The present study is an attempt to find out the factors that mar the ESP students’ use of English language for academic / professional purposes. The study consists of a remedial programme that is designed to rectify some typical grammatical errors in the writings of a group of students learning English for a specific purpose. It aims at providing a specially designed remedial programme to be helpful in making the ESP students more efficient in receiving and reproducing their domain knowledge with the help of accurate and appropriate linguistic expressions.

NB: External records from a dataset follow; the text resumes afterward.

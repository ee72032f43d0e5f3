//! Graph input documents
//!
//! Two formats are accepted:
//!
//! JSON
//! ```text
//! { "n": 5, "edges": [[0, 1], [0, 2], [0, 3], [1, 4]] }
//! ```
//!
//! Text: the first line is the vertex count, each following line one edge.
//! `#` starts a comment; blank lines are ignored.
//! ```text
//! # star with a tail
//! 5
//! 0 1
//! 0 2
//! 0 3
//! 1 4
//! ```

use serde::{Deserialize, Serialize};
use std::fmt;
use std::path::Path;
use std::str::FromStr;

use crate::errors::{ForestError, Result};
use crate::features::tree_validation::domain::TreeVerdict;
use crate::features::tree_validation::infrastructure::GraphTreeValidator;
use crate::shared::models::Edge;

/// Input document format
#[derive(Debug, Clone, Copy, PartialEq, Eq)]
pub enum InputFormat {
    Json,
    Text,
}

impl InputFormat {
    /// Guess from the file extension (`.json` is JSON, anything else text)
    pub fn from_path(path: &Path) -> Self {
        match path.extension().and_then(|ext| ext.to_str()) {
            Some(ext) if ext.eq_ignore_ascii_case("json") => Self::Json,
            _ => Self::Text,
        }
    }

    pub fn as_str(&self) -> &'static str {
        match self {
            Self::Json => "json",
            Self::Text => "text",
        }
    }
}

impl FromStr for InputFormat {
    type Err = ForestError;

    fn from_str(s: &str) -> Result<Self> {
        match s.to_lowercase().as_str() {
            "json" => Ok(Self::Json),
            "text" | "txt" => Ok(Self::Text),
            _ => Err(ForestError::parse(format!(
                "Unknown input format '{}'. Valid formats: json, text",
                s
            ))),
        }
    }
}

impl fmt::Display for InputFormat {
    fn fmt(&self, f: &mut fmt::Formatter<'_>) -> fmt::Result {
        f.write_str(self.as_str())
    }
}

/// Vertex count plus edge list, as read from a document
#[derive(Debug, Clone, PartialEq, Eq, Serialize, Deserialize)]
#[serde(deny_unknown_fields)]
pub struct GraphInput {
    pub n: i64,
    #[serde(default)]
    pub edges: Vec<Edge>,
}

impl GraphInput {
    pub fn new(n: i64, edges: Vec<Edge>) -> Self {
        Self { n, edges }
    }

    /// Read a graph file, guessing the format from the extension when
    /// `format` is `None`
    pub fn read(path: impl AsRef<Path>, format: Option<InputFormat>) -> Result<Self> {
        let path = path.as_ref();
        let format = format.unwrap_or_else(|| InputFormat::from_path(path));
        let content = std::fs::read_to_string(path)?;
        Self::parse(&content, format)
    }

    pub fn parse(content: &str, format: InputFormat) -> Result<Self> {
        match format {
            InputFormat::Json => Self::from_json(content),
            InputFormat::Text => Self::from_text(content),
        }
    }

    pub fn from_json(content: &str) -> Result<Self> {
        Ok(serde_json::from_str(content)?)
    }

    pub fn from_text(content: &str) -> Result<Self> {
        let mut lines = content
            .lines()
            .enumerate()
            .map(|(i, line)| (i + 1, strip_comment(line).trim()))
            .filter(|(_, line)| !line.is_empty());

        let (line_no, header) = lines
            .next()
            .ok_or_else(|| ForestError::parse("Graph input is empty: expected a vertex count"))?;
        let n = parse_int(header, line_no)?;

        let edges = lines
            .map(|(line_no, line)| {
                let mut tokens = line.split_whitespace();
                match (tokens.next(), tokens.next(), tokens.next()) {
                    (Some(u), Some(v), None) => {
                        Ok(Edge::new(parse_int(u, line_no)?, parse_int(v, line_no)?))
                    }
                    _ => Err(ForestError::parse(format!(
                        "line {}: expected two vertex indices, found '{}'",
                        line_no, line
                    ))),
                }
            })
            .collect::<Result<Vec<_>>>()?;

        Ok(Self { n, edges })
    }

    pub fn to_json(&self) -> Result<String> {
        Ok(serde_json::to_string(self)?)
    }

    /// Run the validator over this graph
    pub fn check(&self, validator: &GraphTreeValidator) -> Result<TreeVerdict> {
        validator.validate(self.n, &self.edges)
    }
}

fn strip_comment(line: &str) -> &str {
    line.split_once('#').map_or(line, |(before, _)| before)
}

fn parse_int(token: &str, line_no: usize) -> Result<i64> {
    token.parse::<i64>().map_err(|err| {
        ForestError::parse(format!(
            "line {}: '{}' is not an integer",
            line_no, token
        ))
        .with_source(err)
    })
}
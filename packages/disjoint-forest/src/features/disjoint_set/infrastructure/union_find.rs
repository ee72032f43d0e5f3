//! Union-Find (Disjoint Set Union) over dense indices
//!
//! Path compression plus union by rank gives O(α(n)) amortized find and
//! union, where α is the inverse Ackermann function.
//!
//! `find` is a two-pass loop (ascend to the root, then repoint every
//! visited node at it), so stack use stays constant no matter how long a
//! chain grows before it is first compressed.
//!
//! Tie-break: when two roots of equal rank merge, the root of the
//! *second* argument survives and its rank grows by one.
//!
//! # References
//! - Tarjan, R. E. "Efficiency of a Good But Not Linear Set Union Algorithm" (1975)

use rustc_hash::FxHashMap;
use serde::Serialize;
use std::cmp::Ordering;

use crate::errors::{ForestError, Result};
use crate::features::disjoint_set::domain::{ForestStats, Rank};
use crate::features::disjoint_set::ports::DisjointSets;
use crate::shared::models::VertexId;

/// Dense disjoint-set forest over `0..len()`
///
/// Serializes as a `{ parent, rank, size, set_count }` snapshot. Export
/// only: forests are built through `new`/`make_set`/`union`, never loaded.
///
/// ```compile_fail
/// let uf: disjoint_forest::UnionFind = serde_json::from_str("{}").unwrap();
/// ```
#[derive(Debug, Clone, PartialEq, Eq, Serialize)]
pub struct UnionFind {
    /// `parent[i] == i` marks a root
    parent: Vec<VertexId>,

    /// Height bound; read only at roots
    rank: Vec<Rank>,

    /// Member count; read only at roots
    size: Vec<u32>,

    /// Live roots
    set_count: usize,
}

impl Default for UnionFind {
    fn default() -> Self {
        Self::empty()
    }
}

impl UnionFind {
    /// `n` singletons `0..n`
    pub fn new(n: u32) -> Self {
        let len = n as usize;
        Self {
            parent: (0..n).collect(),
            rank: vec![0; len],
            size: vec![1; len],
            set_count: len,
        }
    }

    /// No elements yet; grow with [`make_set`](Self::make_set)
    pub fn empty() -> Self {
        Self {
            parent: Vec::new(),
            rank: Vec::new(),
            size: Vec::new(),
            set_count: 0,
        }
    }

    pub fn with_capacity(capacity: usize) -> Self {
        Self {
            parent: Vec::with_capacity(capacity),
            rank: Vec::with_capacity(capacity),
            size: Vec::with_capacity(capacity),
            set_count: 0,
        }
    }

    /// Ensure element `x` exists
    ///
    /// Every index up to and including `x` that did not exist yet becomes a
    /// singleton root with rank 0. Existing elements are untouched.
    pub fn make_set(&mut self, x: VertexId) {
        let idx = x as usize;
        let old_len = self.parent.len();
        if idx < old_len {
            return;
        }

        let new_len = idx + 1;
        self.parent.extend(old_len as VertexId..=x);
        self.rank.resize(new_len, 0);
        self.size.resize(new_len, 1);
        self.set_count += new_len - old_len;
    }

    /// Whether `x` has been created
    #[inline]
    pub fn contains(&self, x: VertexId) -> bool {
        (x as usize) < self.parent.len()
    }

    /// Root of `x`'s tree; every node on the walk is repointed at it
    ///
    /// # Panics
    /// If `x` was never created.
    #[inline]
    pub fn find(&mut self, x: VertexId) -> VertexId {
        let root = self.find_readonly(x);

        let mut current = x;
        while current != root {
            let next = self.parent[current as usize];
            self.parent[current as usize] = root;
            current = next;
        }
        root
    }

    /// Root of `x`'s tree, leaving the parent links as they are
    ///
    /// # Panics
    /// If `x` was never created.
    #[inline]
    pub fn find_readonly(&self, x: VertexId) -> VertexId {
        let mut current = x;
        while self.parent[current as usize] != current {
            current = self.parent[current as usize];
        }
        current
    }

    /// Merge the trees of `x` and `y`, lower rank under higher
    ///
    /// Returns `false` when `x` and `y` already share a root (nothing
    /// changes), `true` after merging.
    ///
    /// # Panics
    /// If either element was never created.
    pub fn union(&mut self, x: VertexId, y: VertexId) -> bool {
        let root_x = self.find(x);
        let root_y = self.find(y);

        if root_x == root_y {
            return false;
        }

        let new_root = self.link(root_x, root_y);

        #[cfg(feature = "trace")]
        tracing::trace!(x, y, root_x, root_y, new_root, "union");
        #[cfg(not(feature = "trace"))]
        let _ = new_root;

        true
    }

    /// Attach one root under the other, returning the survivor
    fn link(&mut self, root_x: VertexId, root_y: VertexId) -> VertexId {
        let rx = root_x as usize;
        let ry = root_y as usize;

        let new_root = match self.rank[rx].cmp(&self.rank[ry]) {
            Ordering::Less => {
                self.parent[rx] = root_y;
                self.size[ry] += self.size[rx];
                root_y
            }
            Ordering::Greater => {
                self.parent[ry] = root_x;
                self.size[rx] += self.size[ry];
                root_x
            }
            Ordering::Equal => {
                // Second root wins ties
                self.parent[rx] = root_y;
                self.size[ry] += self.size[rx];
                self.rank[ry] += 1;
                root_y
            }
        };

        self.set_count -= 1;
        new_root
    }

    /// Same root?
    #[inline]
    pub fn connected(&mut self, x: VertexId, y: VertexId) -> bool {
        self.find(x) == self.find(y)
    }

    /// Same root, without compressing
    #[inline]
    pub fn connected_readonly(&self, x: VertexId, y: VertexId) -> bool {
        self.find_readonly(x) == self.find_readonly(y)
    }

    /// Stored rank of `x` (an upper bound on subtree height while `x` is a root)
    #[inline]
    pub fn rank(&self, x: VertexId) -> Rank {
        self.rank[x as usize]
    }

    /// Members in `x`'s set
    #[inline]
    pub fn set_size(&mut self, x: VertexId) -> u32 {
        let root = self.find(x);
        self.size[root as usize]
    }

    /// Live set count (one per root)
    #[inline]
    pub fn count(&self) -> usize {
        self.set_count
    }

    /// Elements created so far
    #[inline]
    pub fn len(&self) -> usize {
        self.parent.len()
    }

    #[inline]
    pub fn is_empty(&self) -> bool {
        self.parent.is_empty()
    }

    /// Members of `x`'s set, ascending
    pub fn get_set(&mut self, x: VertexId) -> Vec<VertexId> {
        let root = self.find(x);
        let mut members = Vec::with_capacity(self.size[root as usize] as usize);
        for e in 0..self.len() as VertexId {
            if self.find(e) == root {
                members.push(e);
            }
        }
        members
    }

    /// One representative per set, ascending
    pub fn roots(&self) -> Vec<VertexId> {
        self.parent
            .iter()
            .enumerate()
            .filter(|&(i, &p)| p as usize == i)
            .map(|(_, &p)| p)
            .collect()
    }

    /// Partition as root → members (ascending)
    pub fn sets(&mut self) -> FxHashMap<VertexId, Vec<VertexId>> {
        let mut sets: FxHashMap<VertexId, Vec<VertexId>> = FxHashMap::default();
        for i in 0..self.parent.len() as VertexId {
            let root = self.find(i);
            sets.entry(root).or_default().push(i);
        }
        sets
    }

    pub fn stats(&self) -> ForestStats {
        let max_rank = self
            .parent
            .iter()
            .enumerate()
            .filter(|&(i, &p)| p as usize == i)
            .map(|(i, _)| self.rank[i])
            .max()
            .unwrap_or(0);

        ForestStats {
            elements: self.len(),
            sets: self.set_count,
            max_rank,
        }
    }
}

impl DisjointSets for UnionFind {
    type Key = VertexId;

    /// Registers exactly `key`: indices are handed out in order, so `key`
    /// may be an existing index or the next free one, never further ahead.
    fn make_set(&mut self, key: VertexId) -> Result<()> {
        let next = self.len();
        if key as usize > next {
            return Err(ForestError::invalid_argument(format!(
                "Index {} skips ahead of the next free index {}",
                key, next
            )));
        }
        UnionFind::make_set(self, key);
        Ok(())
    }

    fn find_set(&mut self, key: &VertexId) -> Result<VertexId> {
        if !self.contains(*key) {
            return Err(ForestError::not_found(key));
        }
        Ok(self.find(*key))
    }

    fn union_sets(&mut self, first: &VertexId, second: &VertexId) -> Result<()> {
        for key in [first, second] {
            if !self.contains(*key) {
                return Err(ForestError::not_found(key));
            }
        }
        self.union(*first, *second);
        Ok(())
    }
}
//! Domain types for tree validation

mod verdict;

pub use verdict::TreeVerdict;
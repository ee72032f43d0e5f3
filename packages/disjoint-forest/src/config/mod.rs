//! Validator configuration
//!
//! Two ways to configure a [`GraphTreeValidator`](crate::GraphTreeValidator):
//!
//! ```
//! use disjoint_forest::config::{EmptyGraphPolicy, ValidatorConfig};
//!
//! // In code
//! let config = ValidatorConfig::default().empty_graph(EmptyGraphPolicy::Accept);
//! assert!(config.validate().is_ok());
//!
//! // From YAML (schema v1)
//! let config = ValidatorConfig::from_yaml_str("version: 1\nvalidator:\n  max_vertices: 64\n").unwrap();
//! assert_eq!(config.max_vertices, 64);
//! ```
//!
//! `ValidatorConfig::default()` is the plain tree check: an empty graph is
//! not a tree and every endpoint is validated before the first union.

pub mod error;
pub mod io;
pub mod validator_config;

pub use error::{ConfigError, ConfigResult};
pub use io::ConfigExportV1;
pub use validator_config::{EmptyGraphPolicy, ValidatorConfig};
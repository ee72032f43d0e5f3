//! Configuration error types

use thiserror::Error;

/// Configuration error type
#[derive(Debug, Error)]
pub enum ConfigError {
    /// Range validation error
    #[error("Invalid range for field '{field}': {value} not in {min}..={max}. {hint}")]
    Range {
        field: String,
        value: String,
        min: String,
        max: String,
        hint: String,
    },

    /// Unknown empty-graph policy name
    #[error("Unknown empty graph policy '{0}'. Valid policies: reject, accept")]
    UnknownPolicy(String),

    /// Missing version field in YAML
    #[error("Missing 'version' field in configuration file. Add 'version: 1' to the top of your YAML file.")]
    MissingVersion,

    /// Unsupported version
    #[error("Unsupported configuration version {found}. Supported versions: {}", supported.iter().map(|v| v.to_string()).collect::<Vec<_>>().join(", "))]
    UnsupportedVersion { found: u32, supported: Vec<u32> },

    /// IO error
    #[error("IO error: {0}")]
    Io(#[from] std::io::Error),

    /// YAML parsing error
    #[error("YAML parsing error: {0}")]
    Yaml(#[from] serde_yaml::Error),
}

/// Configuration result type
pub type ConfigResult<T> = Result<T, ConfigError>;

impl ConfigError {
    /// Create a range error with a hint
    pub fn range_with_hint(
        field: impl Into<String>,
        value: impl ToString,
        min: impl ToString,
        max: impl ToString,
        hint: impl Into<String>,
    ) -> Self {
        Self::Range {
            field: field.into(),
            value: value.to_string(),
            min: min.to_string(),
            max: max.to_string(),
            hint: hint.into(),
        }
    }
}

#[cfg(test)]
mod tests {
    use super::*;

    #[test]
    fn test_error_formatting() {
        let err = ConfigError::range_with_hint(
            "max_vertices",
            0,
            1,
            u32::MAX,
            "A graph needs room for at least one vertex",
        );

        let msg = err.to_string();
        assert!(msg.contains("max_vertices"));
        assert!(msg.contains("0 not in 1..=4294967295"));
        assert!(msg.contains("at least one vertex"));
    }

    #[test]
    fn test_unsupported_version_lists_supported() {
        let err = ConfigError::UnsupportedVersion {
            found: 3,
            supported: vec![1, 2],
        };
        assert_eq!(
            err.to_string(),
            "Unsupported configuration version 3. Supported versions: 1, 2"
        );
    }

    #[test]
    fn test_unknown_policy() {
        let err = ConfigError::UnknownPolicy("maybe".to_string());
        assert!(err.to_string().contains("'maybe'"));
    }
}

This introductory chapter opens with a discussion of the present study’s aptness within the contexts of Gujarat and regional students. Basically the whole study aims at discussing the problem in terms of English as a second language. It is followed by definition and division of types of error, the need of error analysis and some basic discussion about remedial programmes in general.

1.1 Problem Statement

The problem statement for this research is: “Effectiveness of a remedial programme on grammatical errors in writings of engineering students”.

1.2 Definition of terms:

a. Effectiveness: It is a qualitative measure of success of a pre decided target.

b. Remedial programme: Remedial programme is a solution to a problem that has been observed and analyzed. A remedial programme is especially designed to correct the very specific drawback which has been recognized during the study. So at the end if the programme achieves the target, i.e. correction of the errors, it is successful.

c. Grammatical errors: Grammatical errors are a specific type of errors where there are problems with the basic structure of sentence formation, or sequence of the words in a sentence, due to which, the communication is marred.

d. Writings: Writing is one of the output skills, and those who learn English as a second language, use this skill as their basic expression of a language. Therefore, here too the source of data would be the writings of students only.

1.3 English in Gujarat

When a foreign language is used in a multilingual country like India, it has a very sensitive and complex role to play. English, being a global language, is an essential part of languages used in Gujarat as well, like any other region in India.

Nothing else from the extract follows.